HOW TO COMPLETE THIS TASK:
The lines to find are those in the entries that hold the word "Default"; copy every one of them.
(Beginning of RECORDS FOR THE TASK)
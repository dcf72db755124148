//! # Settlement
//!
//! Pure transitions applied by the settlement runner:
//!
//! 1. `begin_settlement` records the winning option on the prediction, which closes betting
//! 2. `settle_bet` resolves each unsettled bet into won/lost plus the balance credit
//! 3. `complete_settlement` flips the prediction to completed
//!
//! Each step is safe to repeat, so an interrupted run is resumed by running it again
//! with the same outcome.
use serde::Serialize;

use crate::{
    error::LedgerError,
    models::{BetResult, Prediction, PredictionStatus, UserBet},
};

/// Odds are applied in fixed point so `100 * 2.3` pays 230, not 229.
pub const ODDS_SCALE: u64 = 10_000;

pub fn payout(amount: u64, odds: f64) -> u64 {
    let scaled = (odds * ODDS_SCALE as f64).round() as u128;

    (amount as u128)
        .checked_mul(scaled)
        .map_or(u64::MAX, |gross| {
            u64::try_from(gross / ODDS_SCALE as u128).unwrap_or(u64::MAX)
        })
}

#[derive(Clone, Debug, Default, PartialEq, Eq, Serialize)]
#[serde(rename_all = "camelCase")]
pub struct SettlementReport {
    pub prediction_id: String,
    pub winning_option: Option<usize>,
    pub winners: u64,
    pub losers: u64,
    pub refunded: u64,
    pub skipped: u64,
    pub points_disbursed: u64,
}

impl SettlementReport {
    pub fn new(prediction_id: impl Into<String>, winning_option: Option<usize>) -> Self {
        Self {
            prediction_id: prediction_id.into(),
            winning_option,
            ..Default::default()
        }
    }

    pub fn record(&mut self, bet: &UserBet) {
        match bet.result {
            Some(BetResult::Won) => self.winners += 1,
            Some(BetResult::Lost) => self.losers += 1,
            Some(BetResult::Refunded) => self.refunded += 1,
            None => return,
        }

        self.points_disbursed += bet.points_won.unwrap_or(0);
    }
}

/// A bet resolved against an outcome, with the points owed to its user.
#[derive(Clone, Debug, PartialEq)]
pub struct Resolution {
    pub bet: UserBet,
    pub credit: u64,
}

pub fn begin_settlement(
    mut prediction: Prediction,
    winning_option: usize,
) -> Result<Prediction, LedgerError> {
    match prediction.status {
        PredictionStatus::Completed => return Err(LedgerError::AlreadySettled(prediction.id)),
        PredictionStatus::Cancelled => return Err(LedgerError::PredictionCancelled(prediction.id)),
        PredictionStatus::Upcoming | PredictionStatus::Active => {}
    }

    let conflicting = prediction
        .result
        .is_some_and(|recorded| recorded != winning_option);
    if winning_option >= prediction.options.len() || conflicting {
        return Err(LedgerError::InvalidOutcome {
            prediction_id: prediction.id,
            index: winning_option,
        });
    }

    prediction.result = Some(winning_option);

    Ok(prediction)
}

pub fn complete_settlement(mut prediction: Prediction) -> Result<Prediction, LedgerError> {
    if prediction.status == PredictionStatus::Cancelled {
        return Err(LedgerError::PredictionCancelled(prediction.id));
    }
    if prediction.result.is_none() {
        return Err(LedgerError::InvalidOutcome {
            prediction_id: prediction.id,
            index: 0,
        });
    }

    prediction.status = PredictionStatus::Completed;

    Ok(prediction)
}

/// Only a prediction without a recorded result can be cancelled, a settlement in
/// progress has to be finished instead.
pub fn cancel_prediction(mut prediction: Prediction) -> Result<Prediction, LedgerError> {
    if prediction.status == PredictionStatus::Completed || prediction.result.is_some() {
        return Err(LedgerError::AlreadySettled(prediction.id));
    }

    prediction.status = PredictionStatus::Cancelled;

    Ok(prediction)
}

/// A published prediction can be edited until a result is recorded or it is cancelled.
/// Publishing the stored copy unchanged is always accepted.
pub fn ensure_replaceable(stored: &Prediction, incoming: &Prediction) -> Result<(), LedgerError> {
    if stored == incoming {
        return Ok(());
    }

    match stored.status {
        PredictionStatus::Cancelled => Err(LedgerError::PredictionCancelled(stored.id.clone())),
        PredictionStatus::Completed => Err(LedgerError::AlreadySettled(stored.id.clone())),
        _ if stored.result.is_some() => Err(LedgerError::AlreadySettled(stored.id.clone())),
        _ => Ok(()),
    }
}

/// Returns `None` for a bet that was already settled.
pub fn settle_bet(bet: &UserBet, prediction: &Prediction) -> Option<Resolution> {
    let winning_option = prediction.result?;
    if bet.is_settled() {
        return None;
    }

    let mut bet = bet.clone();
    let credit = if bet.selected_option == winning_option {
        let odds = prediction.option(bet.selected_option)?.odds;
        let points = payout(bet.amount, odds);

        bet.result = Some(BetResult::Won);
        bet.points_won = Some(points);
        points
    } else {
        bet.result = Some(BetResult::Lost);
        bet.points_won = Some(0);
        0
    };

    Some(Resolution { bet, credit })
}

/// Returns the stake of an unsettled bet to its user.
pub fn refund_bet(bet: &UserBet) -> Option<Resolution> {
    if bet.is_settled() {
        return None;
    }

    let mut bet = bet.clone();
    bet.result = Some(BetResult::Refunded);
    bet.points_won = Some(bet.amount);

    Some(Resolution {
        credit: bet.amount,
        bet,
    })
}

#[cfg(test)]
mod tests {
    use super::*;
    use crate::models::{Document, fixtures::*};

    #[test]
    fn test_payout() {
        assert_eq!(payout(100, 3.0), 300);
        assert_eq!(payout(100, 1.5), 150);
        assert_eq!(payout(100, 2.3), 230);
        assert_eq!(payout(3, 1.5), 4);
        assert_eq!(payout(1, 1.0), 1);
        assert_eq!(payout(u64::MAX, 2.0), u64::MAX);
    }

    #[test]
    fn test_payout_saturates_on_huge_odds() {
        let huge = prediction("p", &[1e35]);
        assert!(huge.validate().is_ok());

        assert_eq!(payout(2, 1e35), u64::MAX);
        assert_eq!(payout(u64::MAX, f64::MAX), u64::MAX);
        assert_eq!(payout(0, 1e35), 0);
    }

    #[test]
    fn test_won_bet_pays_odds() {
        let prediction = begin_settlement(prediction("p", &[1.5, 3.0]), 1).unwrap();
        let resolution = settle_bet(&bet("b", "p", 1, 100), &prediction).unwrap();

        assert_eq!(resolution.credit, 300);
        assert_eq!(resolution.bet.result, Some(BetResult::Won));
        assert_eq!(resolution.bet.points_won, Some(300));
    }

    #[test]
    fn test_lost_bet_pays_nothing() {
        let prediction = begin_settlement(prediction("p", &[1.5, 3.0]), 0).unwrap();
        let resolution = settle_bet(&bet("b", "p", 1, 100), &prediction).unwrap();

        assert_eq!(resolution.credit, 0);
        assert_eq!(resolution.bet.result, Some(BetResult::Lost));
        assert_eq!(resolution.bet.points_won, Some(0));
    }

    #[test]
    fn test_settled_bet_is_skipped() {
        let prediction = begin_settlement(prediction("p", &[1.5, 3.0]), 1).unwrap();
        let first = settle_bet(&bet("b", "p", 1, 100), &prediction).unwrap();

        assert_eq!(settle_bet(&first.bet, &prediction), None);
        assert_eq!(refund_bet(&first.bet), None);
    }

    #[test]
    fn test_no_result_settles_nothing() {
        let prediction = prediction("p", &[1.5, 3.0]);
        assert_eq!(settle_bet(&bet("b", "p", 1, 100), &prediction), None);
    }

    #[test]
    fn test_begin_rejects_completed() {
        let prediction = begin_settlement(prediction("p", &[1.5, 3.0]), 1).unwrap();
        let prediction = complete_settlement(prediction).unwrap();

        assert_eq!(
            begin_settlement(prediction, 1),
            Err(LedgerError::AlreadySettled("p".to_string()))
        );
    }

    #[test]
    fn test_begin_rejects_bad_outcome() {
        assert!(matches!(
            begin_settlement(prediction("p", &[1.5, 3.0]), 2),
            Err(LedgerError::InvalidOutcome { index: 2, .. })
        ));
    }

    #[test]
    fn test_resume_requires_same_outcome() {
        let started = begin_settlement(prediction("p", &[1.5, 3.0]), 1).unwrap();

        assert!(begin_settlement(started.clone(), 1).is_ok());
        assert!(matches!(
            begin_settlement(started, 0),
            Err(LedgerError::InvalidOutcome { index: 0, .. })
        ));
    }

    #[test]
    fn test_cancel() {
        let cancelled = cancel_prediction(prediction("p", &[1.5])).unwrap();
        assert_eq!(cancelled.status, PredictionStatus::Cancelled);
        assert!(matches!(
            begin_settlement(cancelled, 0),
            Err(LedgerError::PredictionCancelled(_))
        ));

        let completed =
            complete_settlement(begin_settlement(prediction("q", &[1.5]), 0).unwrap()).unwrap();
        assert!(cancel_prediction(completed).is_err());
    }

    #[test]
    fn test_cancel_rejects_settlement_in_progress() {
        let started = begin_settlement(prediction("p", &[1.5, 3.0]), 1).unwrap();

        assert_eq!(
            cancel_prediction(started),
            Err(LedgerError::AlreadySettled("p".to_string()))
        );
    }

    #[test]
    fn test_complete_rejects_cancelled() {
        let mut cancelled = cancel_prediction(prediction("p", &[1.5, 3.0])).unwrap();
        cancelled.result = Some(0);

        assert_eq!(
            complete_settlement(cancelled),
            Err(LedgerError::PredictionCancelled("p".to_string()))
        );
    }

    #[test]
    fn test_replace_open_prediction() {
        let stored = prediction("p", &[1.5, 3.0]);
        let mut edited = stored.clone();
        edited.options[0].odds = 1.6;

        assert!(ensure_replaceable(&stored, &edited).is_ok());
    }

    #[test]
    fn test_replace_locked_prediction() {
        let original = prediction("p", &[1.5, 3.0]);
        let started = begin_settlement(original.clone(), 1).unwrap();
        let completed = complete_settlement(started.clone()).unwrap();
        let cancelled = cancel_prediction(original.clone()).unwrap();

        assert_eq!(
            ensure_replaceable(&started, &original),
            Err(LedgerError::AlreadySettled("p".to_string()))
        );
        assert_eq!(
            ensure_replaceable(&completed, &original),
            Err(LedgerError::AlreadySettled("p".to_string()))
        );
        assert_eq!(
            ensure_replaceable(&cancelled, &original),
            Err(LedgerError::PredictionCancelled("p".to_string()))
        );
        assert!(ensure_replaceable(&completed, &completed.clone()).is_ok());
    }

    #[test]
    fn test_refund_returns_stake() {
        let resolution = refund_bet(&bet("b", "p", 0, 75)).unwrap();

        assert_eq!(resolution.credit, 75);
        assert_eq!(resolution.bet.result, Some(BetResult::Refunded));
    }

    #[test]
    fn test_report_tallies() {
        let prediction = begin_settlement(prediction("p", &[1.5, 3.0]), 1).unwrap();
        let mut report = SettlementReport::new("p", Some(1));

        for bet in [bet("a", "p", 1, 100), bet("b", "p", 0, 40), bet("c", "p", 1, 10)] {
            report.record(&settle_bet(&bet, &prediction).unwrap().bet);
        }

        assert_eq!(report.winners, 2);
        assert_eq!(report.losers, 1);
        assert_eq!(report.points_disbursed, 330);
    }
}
(End of RECORDS FOR THE TASK)
EXERCISE OUTPUT:
#[derive(Clone, Debug, Default, PartialEq, Eq, Serialize)]
            ..Default::default()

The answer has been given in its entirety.